__TRY IT__
Report every line of the records beneath this task that holds the string "Some".

=== Section Start ===

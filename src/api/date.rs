use chrono::{DateTime, NaiveDate, NaiveDateTime, SubsecRound, Timelike};
use serde::Serializer;

const DATETIME_FORMATS: &[&str] = &["%Y-%m-%dT%H:%M:%S%.f", "%Y-%m-%d %H:%M:%S%.f", "%Y-%m-%dT%H:%M"];

/// Parse an ISO-8601 timestamp. Offsets are normalized to UTC; a bare date means midnight.
/// Fractions are truncated to microseconds, the precision of a Postgres `TIMESTAMP`.
pub fn parse_iso8601(raw: &str) -> Option<NaiveDateTime> {
    parse_any(raw.trim()).map(|parsed| parsed.trunc_subsecs(6))
}

fn parse_any(raw: &str) -> Option<NaiveDateTime> {
    for format in DATETIME_FORMATS {
        if let Ok(parsed) = NaiveDateTime::parse_from_str(raw, format) {
            return Some(parsed);
        }
    }

    if let Ok(parsed) = DateTime::parse_from_rfc3339(raw) {
        return Some(parsed.naive_utc());
    }

    NaiveDate::parse_from_str(raw, "%Y-%m-%d")
        .ok()
        .and_then(|date| date.and_hms_opt(0, 0, 0))
}

/// `YYYY-MM-DDTHH:MM:SS`, with microseconds only when present.
pub fn format_iso8601(value: &NaiveDateTime) -> String {
    if value.nanosecond() == 0 {
        value.format("%Y-%m-%dT%H:%M:%S").to_string()
    } else {
        value.format("%Y-%m-%dT%H:%M:%S%.6f").to_string()
    }
}

pub fn serialize<S: Serializer>(value: &NaiveDateTime, serializer: S) -> Result<S::Ok, S::Error> {
    serializer.serialize_str(&format_iso8601(value))
}
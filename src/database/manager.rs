use sqlx::{postgres::PgPoolOptions, PgPool};
use std::sync::Arc;
use std::time::Duration;
use thiserror::Error;
use tracing::info;

use crate::config::AppConfig;
use crate::database::memory::MemoryStore;
use crate::database::postgres::PgStore;

/// Errors from the store layer
#[derive(Debug, Error)]
pub enum DatabaseError {
    #[error("Invalid database URL: {0}")]
    InvalidDatabaseUrl(String),

    #[error("{0}")]
    NotFound(String),

    #[error("{0}")]
    Conflict(String),

    #[error("Database error: {0}")]
    Sqlx(#[from] sqlx::Error),
}

/// Foreign key from `participant.event_id`; the only one reported as a missing event.
pub(crate) const PARTICIPANT_EVENT_FK: &str = "participant_event_id_fkey";

const SCHEMA_LOCK_KEY: i64 = 0x6576_656e_7473;

/// Tables created at startup when absent. Statements run one at a time in a single transaction.
const SCHEMA: &[&str] = &[
    r#"
    CREATE TABLE IF NOT EXISTS "user" (
        id UUID PRIMARY KEY,
        email VARCHAR(120) NOT NULL UNIQUE,
        password_hash VARCHAR(255) NOT NULL
    )
    "#,
    r#"
    CREATE TABLE IF NOT EXISTS event (
        id UUID PRIMARY KEY,
        title VARCHAR(200) NOT NULL,
        date TIMESTAMP NOT NULL,
        user_id UUID NOT NULL REFERENCES "user"(id)
    )
    "#,
    r#"
    CREATE TABLE IF NOT EXISTS participant (
        id UUID PRIMARY KEY,
        user_id UUID NOT NULL REFERENCES "user"(id),
        event_id UUID NOT NULL
            CONSTRAINT participant_event_id_fkey REFERENCES event(id) ON DELETE CASCADE,
        CONSTRAINT participant_user_event_key UNIQUE (user_id, event_id)
    )
    "#,
    "CREATE INDEX IF NOT EXISTS event_user_id_idx ON event (user_id)",
];

/// The backend selected by `DATABASE_URL`
#[derive(Clone)]
pub enum Database {
    Postgres(Arc<PgStore>),
    Memory(Arc<MemoryStore>),
}

impl Database {
    /// Open the configured store and make sure its schema exists.
    pub async fn connect(config: &AppConfig) -> Result<Self, DatabaseError> {
        if config.uses_memory_store() {
            info!("Using in-memory store");
            return Ok(Database::Memory(Arc::new(MemoryStore::new())));
        }

        let raw = config.database.url.as_str();
        let url = url::Url::parse(raw).map_err(|e| DatabaseError::InvalidDatabaseUrl(e.to_string()))?;
        if !matches!(url.scheme(), "postgres" | "postgresql") {
            return Err(DatabaseError::InvalidDatabaseUrl(format!(
                "unsupported scheme '{}'",
                url.scheme()
            )));
        }

        let pool = PgPoolOptions::new()
            .max_connections(config.database.max_connections)
            .acquire_timeout(Duration::from_secs(config.database.connection_timeout))
            .connect(raw)
            .await?;

        info!(
            "Connected to Postgres at {}{}",
            url.host_str().unwrap_or("localhost"),
            url.path()
        );

        ensure_schema(&pool).await?;
        Ok(Database::Postgres(Arc::new(PgStore::new(pool))))
    }

    pub async fn close(&self) {
        if let Database::Postgres(store) = self {
            store.pool().close().await;
            info!("Closed database pool");
        }
    }
}

pub async fn ensure_schema(pool: &PgPool) -> Result<(), DatabaseError> {
    let mut tx = pool.begin().await?;

    // Concurrent CREATE TABLE IF NOT EXISTS can still collide in pg_type
    sqlx::query("SELECT pg_advisory_xact_lock($1)")
        .bind(SCHEMA_LOCK_KEY)
        .execute(&mut *tx)
        .await?;

    for statement in SCHEMA {
        sqlx::query(statement).execute(&mut *tx).await?;
    }

    tx.commit().await?;
    info!("Database schema ready");
    Ok(())
}

/// Map constraint violations raised by Postgres onto the store's error taxonomy.
pub(crate) fn map_constraint_error(err: sqlx::Error, conflict: &str) -> DatabaseError {
    if let sqlx::Error::Database(db_err) = &err {
        if db_err.is_unique_violation() {
            return DatabaseError::Conflict(conflict.to_string());
        }
        if db_err.is_foreign_key_violation() && db_err.constraint() == Some(PARTICIPANT_EVENT_FK) {
            return DatabaseError::NotFound(crate::database::repository::EVENT_NOT_FOUND.to_string());
        }
    }
    DatabaseError::Sqlx(err)
}
//! Tests for reading exported logs from disk.

use std::io::Write;
use wflog_validate::*;

const CSV_HEADER: &str =
    "sequence,timestamp_ms,timestamp_us,event_type,state,prev_state,event,reason,data";

fn write_file(dir: &tempfile::TempDir, filename: &str, content: &str) -> std::path::PathBuf {
    let path = dir.path().join(filename);
    let mut file = std::fs::File::create(&path).unwrap();
    write!(file, "{content}").unwrap();
    path
}

#[test]
fn test_json_and_csv_normalize_identically() {
    let dir = tempfile::tempdir().unwrap();
    let json = write_file(
        &dir,
        "trace.json",
        r#"{
          "workflow_logs": [
            {"seq": 0, "timestamp_ms": 100, "timestamp_us": 100000, "event_type": "STATE_ENTRY",
             "state": "IDLE", "prev_state": "IDLE", "event": "ENTER_IDLE", "reason": "boot", "data": ""},
            {"sequenceNumber": 1, "timestampMs": 150, "timestampUs": 150020, "eventType": "TRANSITION",
             "state": "IDLE", "prevState": "IDLE", "event": "TRANSITION", "reason": "start",
             "data": "from=IDLE to=INIT"}
          ]
        }"#,
    );
    let csv = write_file(
        &dir,
        "trace.csv",
        &format!(
            "{CSV_HEADER}\n\
             0,100,100000,STATE_ENTRY,IDLE,IDLE,ENTER_IDLE,boot,\n\
             1,150,150020,TRANSITION,IDLE,IDLE,TRANSITION,start,from=IDLE to=INIT\n"
        ),
    );

    let config = ReaderConfig::default();
    let from_json = load_entries(&json, &config).unwrap();
    let from_csv = load_entries(&csv, &config).unwrap();

    assert_eq!(from_json.len(), 2);
    assert_eq!(from_json, from_csv);
}

#[test]
fn test_unknown_extension_rejected_before_reading() {
    let dir = tempfile::tempdir().unwrap();
    let path = dir.path().join("trace.txt");

    let err = load_entries(&path, &ReaderConfig::default()).unwrap_err();
    assert!(matches!(err, Error::Load(LoadError::UnsupportedFormat(_))));
}

#[test]
fn test_missing_file_is_unreadable() {
    let dir = tempfile::tempdir().unwrap();
    let path = dir.path().join("absent.json");

    let err = load_entries(&path, &ReaderConfig::default()).unwrap_err();
    assert!(matches!(err, Error::Load(LoadError::Unreadable { .. })));
    assert!(err.to_string().contains("absent.json"));
}

#[test]
fn test_explicit_format_overrides_extension() {
    let dir = tempfile::tempdir().unwrap();
    let path = write_file(&dir, "trace.log", &format!("{CSV_HEADER}\n0,1,1,ERROR,READY,,ERROR,x,\n"));

    let entries = load_entries_as(&path, LogFormat::Csv, &ReaderConfig::default()).unwrap();
    assert_eq!(entries.len(), 1);
    assert_eq!(entries[0].event_type, "ERROR");
}

#[test]
fn test_validate_file_hard_failures_skip_validation() {
    let dir = tempfile::tempdir().unwrap();
    let config = ReaderConfig::default();

    let missing_key = write_file(&dir, "a.json", r#"{"other": []}"#);
    let err = validate_file(&missing_key, &config).unwrap_err();
    assert!(err.to_string().contains("Missing 'workflow_logs' key in JSON"));

    let bad_json = write_file(&dir, "b.json", "{not json");
    assert!(matches!(validate_file(&bad_json, &config).unwrap_err(), Error::Json(_)));

    let bad_number = write_file(&dir, "c.csv", &format!("{CSV_HEADER}\nseven,1,1,ERROR,READY,,e,r,d\n"));
    let err = validate_file(&bad_number, &config).unwrap_err();
    assert!(matches!(
        err,
        Error::Load(LoadError::InvalidNumber { row: 0, field: "sequence", .. })
    ));
}

#[test]
fn test_validate_file_empty_container_is_soft_error() {
    let dir = tempfile::tempdir().unwrap();
    let path = write_file(&dir, "empty.json", r#"{"workflow_logs": []}"#);

    let report = validate_file(&path, &ReaderConfig::default()).unwrap();
    assert_eq!(report.errors(), &[Violation::NoEntries]);
}

#[test]
fn test_missing_fields_surface_as_findings() {
    let dir = tempfile::tempdir().unwrap();
    let path = write_file(
        &dir,
        "sparse.json",
        r#"{"workflow_logs": [{"event_type": "TRANSITION", "state": "IDLE"}]}"#,
    );

    let report = validate_file(&path, &ReaderConfig::default()).unwrap();
    // seq falls back to -1, which does not exceed the initial -1.
    assert_eq!(
        report.errors(),
        &[Violation::SequenceNotIncreasing { index: 0, found: -1, previous: -1 }]
    );
    assert!(report.warnings().is_empty());
}

#[test]
fn test_header_only_csv_reports_no_entries() {
    let dir = tempfile::tempdir().unwrap();
    let path = write_file(&dir, "header.csv", &format!("{CSV_HEADER}\n"));

    let report = validate_file(&path, &ReaderConfig::default()).unwrap();
    assert_eq!(report.errors(), &[Violation::NoEntries]);
    assert_eq!(report.stats().total_entries, 0);
}

#[cfg(feature = "parallel")]
#[test]
fn test_validate_files_keeps_input_order() {
    let dir = tempfile::tempdir().unwrap();
    let good = write_file(&dir, "good.csv", &format!("{CSV_HEADER}\n0,1,1,ERROR,READY,,e,r,d\n"));
    let empty = write_file(&dir, "empty.json", r#"{"workflow_logs": []}"#);
    let broken = write_file(&dir, "broken.json", "[");

    let results = validate_files(&[&good, &empty, &broken], &ReaderConfig::default());

    assert_eq!(results.len(), 3);
    assert_eq!(results[0].0, good);
    assert!(results[0].1.as_ref().unwrap().is_success());
    assert!(!results[1].1.as_ref().unwrap().is_success());
    assert!(results[2].1.is_err());
}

=== Section End ===

__REPLY__
            return Some(parsed);
        return Some(parsed.naive_utc());
        if db_err.is_foreign_key_violation() && db_err.constraint() == Some(PARTICIPANT_EVENT_FK) {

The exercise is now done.